### Work instruction
The output should be all entries, each matching the original exactly.

Stored data
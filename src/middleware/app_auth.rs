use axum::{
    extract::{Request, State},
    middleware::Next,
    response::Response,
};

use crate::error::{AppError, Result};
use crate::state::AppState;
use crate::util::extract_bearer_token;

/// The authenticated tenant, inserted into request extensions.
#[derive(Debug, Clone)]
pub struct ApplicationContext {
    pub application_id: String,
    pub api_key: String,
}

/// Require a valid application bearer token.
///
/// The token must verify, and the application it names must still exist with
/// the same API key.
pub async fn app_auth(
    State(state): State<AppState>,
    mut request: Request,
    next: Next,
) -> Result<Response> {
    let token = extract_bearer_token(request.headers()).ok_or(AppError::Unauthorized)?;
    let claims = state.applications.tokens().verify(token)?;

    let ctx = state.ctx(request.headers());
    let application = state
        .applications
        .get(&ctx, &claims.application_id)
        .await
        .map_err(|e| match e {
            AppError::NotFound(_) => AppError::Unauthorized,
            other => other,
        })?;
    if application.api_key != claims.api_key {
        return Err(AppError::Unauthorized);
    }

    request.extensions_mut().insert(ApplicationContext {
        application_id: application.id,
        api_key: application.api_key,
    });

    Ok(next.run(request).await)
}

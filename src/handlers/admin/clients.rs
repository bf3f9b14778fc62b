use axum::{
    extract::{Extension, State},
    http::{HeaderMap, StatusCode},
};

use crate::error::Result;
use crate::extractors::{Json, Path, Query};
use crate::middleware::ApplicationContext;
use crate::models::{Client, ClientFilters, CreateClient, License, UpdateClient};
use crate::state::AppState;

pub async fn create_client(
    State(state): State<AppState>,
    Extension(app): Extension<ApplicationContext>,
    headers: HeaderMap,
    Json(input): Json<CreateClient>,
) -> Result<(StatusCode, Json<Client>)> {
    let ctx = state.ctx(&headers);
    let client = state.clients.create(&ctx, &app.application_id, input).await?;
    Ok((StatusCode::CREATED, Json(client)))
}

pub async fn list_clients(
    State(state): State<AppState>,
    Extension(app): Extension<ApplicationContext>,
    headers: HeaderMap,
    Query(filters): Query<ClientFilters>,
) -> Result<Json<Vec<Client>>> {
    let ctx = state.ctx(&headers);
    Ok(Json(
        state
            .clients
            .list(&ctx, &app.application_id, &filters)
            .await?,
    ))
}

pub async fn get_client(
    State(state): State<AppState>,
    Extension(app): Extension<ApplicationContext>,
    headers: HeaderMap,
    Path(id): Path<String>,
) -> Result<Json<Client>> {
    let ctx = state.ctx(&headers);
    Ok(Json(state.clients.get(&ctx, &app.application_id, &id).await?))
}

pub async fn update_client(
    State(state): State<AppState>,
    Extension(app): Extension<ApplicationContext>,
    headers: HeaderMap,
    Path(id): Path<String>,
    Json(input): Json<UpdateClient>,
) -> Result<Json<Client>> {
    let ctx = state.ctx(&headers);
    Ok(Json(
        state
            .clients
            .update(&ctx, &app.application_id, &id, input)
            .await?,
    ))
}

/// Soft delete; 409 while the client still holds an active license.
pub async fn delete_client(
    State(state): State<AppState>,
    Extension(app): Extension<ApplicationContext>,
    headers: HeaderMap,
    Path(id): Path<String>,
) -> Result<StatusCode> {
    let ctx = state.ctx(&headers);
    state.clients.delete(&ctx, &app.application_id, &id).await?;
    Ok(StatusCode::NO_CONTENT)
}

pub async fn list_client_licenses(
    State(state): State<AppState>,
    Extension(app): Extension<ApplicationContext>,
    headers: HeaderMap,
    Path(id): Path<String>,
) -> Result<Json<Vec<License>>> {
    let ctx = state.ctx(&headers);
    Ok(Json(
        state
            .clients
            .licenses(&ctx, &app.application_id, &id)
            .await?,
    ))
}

### Exercise result
filename src/middleware/app_auth.rs
use axum::{
    extract::{Request, State},
    middleware::Next,
    response::Response,
};

use crate::error::{AppError, Result};
use crate::state::AppState;
use crate::util::extract_bearer_token;

/// The authenticated tenant, inserted into request extensions.
#[derive(Debug, Clone)]
pub struct ApplicationContext {
    pub application_id: String,
    pub api_key: String,
}

/// Require a valid application bearer token.
///
/// The token must verify, and the application it names must still exist with
/// the same API key.
pub async fn app_auth(
    State(state): State<AppState>,
    mut request: Request,
    next: Next,
) -> Result<Response> {
    let token = extract_bearer_token(request.headers()).ok_or(AppError::Unauthorized)?;
    let claims = state.applications.tokens().verify(token)?;

    let ctx = state.ctx(request.headers());
    let application = state
        .applications
        .get(&ctx, &claims.application_id)
        .await
        .map_err(|e| match e {
            AppError::NotFound(_) => AppError::Unauthorized,
            other => other,
        })?;
    if application.api_key != claims.api_key {
        return Err(AppError::Unauthorized);
    }

    request.extensions_mut().insert(ApplicationContext {
        application_id: application.id,
        api_key: application.api_key,
    });

    Ok(next.run(request).await)
}

filename src/handlers/admin/clients.rs
repository bf3f9b14778fc62b
use axum::{
    extract::{Extension, State},
    http::{HeaderMap, StatusCode},
};

use crate::error::Result;
use crate::extractors::{Json, Path, Query};
use crate::middleware::ApplicationContext;
use crate::models::{Client, ClientFilters, CreateClient, License, UpdateClient};
use crate::state::AppState;

pub async fn create_client(
    State(state): State<AppState>,
    Extension(app): Extension<ApplicationContext>,
    headers: HeaderMap,
    Json(input): Json<CreateClient>,
) -> Result<(StatusCode, Json<Client>)> {
    let ctx = state.ctx(&headers);
    let client = state.clients.create(&ctx, &app.application_id, input).await?;
    Ok((StatusCode::CREATED, Json(client)))
}

pub async fn list_clients(
    State(state): State<AppState>,
    Extension(app): Extension<ApplicationContext>,
    headers: HeaderMap,
    Query(filters): Query<ClientFilters>,
) -> Result<Json<Vec<Client>>> {
    let ctx = state.ctx(&headers);
    Ok(Json(
        state
            .clients
            .list(&ctx, &app.application_id, &filters)
            .await?,
    ))
}

pub async fn get_client(
    State(state): State<AppState>,
    Extension(app): Extension<ApplicationContext>,
    headers: HeaderMap,
    Path(id): Path<String>,
) -> Result<Json<Client>> {
    let ctx = state.ctx(&headers);
    Ok(Json(state.clients.get(&ctx, &app.application_id, &id).await?))
}

pub async fn update_client(
    State(state): State<AppState>,
    Extension(app): Extension<ApplicationContext>,
    headers: HeaderMap,
    Path(id): Path<String>,
    Json(input): Json<UpdateClient>,
) -> Result<Json<Client>> {
    let ctx = state.ctx(&headers);
    Ok(Json(
        state
            .clients
            .update(&ctx, &app.application_id, &id, input)
            .await?,
    ))
}

/// Soft delete; 409 while the client still holds an active license.
pub async fn delete_client(
    State(state): State<AppState>,
    Extension(app): Extension<ApplicationContext>,
    headers: HeaderMap,
    Path(id): Path<String>,
) -> Result<StatusCode> {
    let ctx = state.ctx(&headers);
    state.clients.delete(&ctx, &app.application_id, &id).await?;
    Ok(StatusCode::NO_CONTENT)
}

pub async fn list_client_licenses(
    State(state): State<AppState>,
    Extension(app): Extension<ApplicationContext>,
    headers: HeaderMap,
    Path(id): Path<String>,
) -> Result<Json<Vec<License>>> {
    let ctx = state.ctx(&headers);
    Ok(Json(
        state
            .clients
            .licenses(&ctx, &app.application_id, &id)
            .await?,
    ))
}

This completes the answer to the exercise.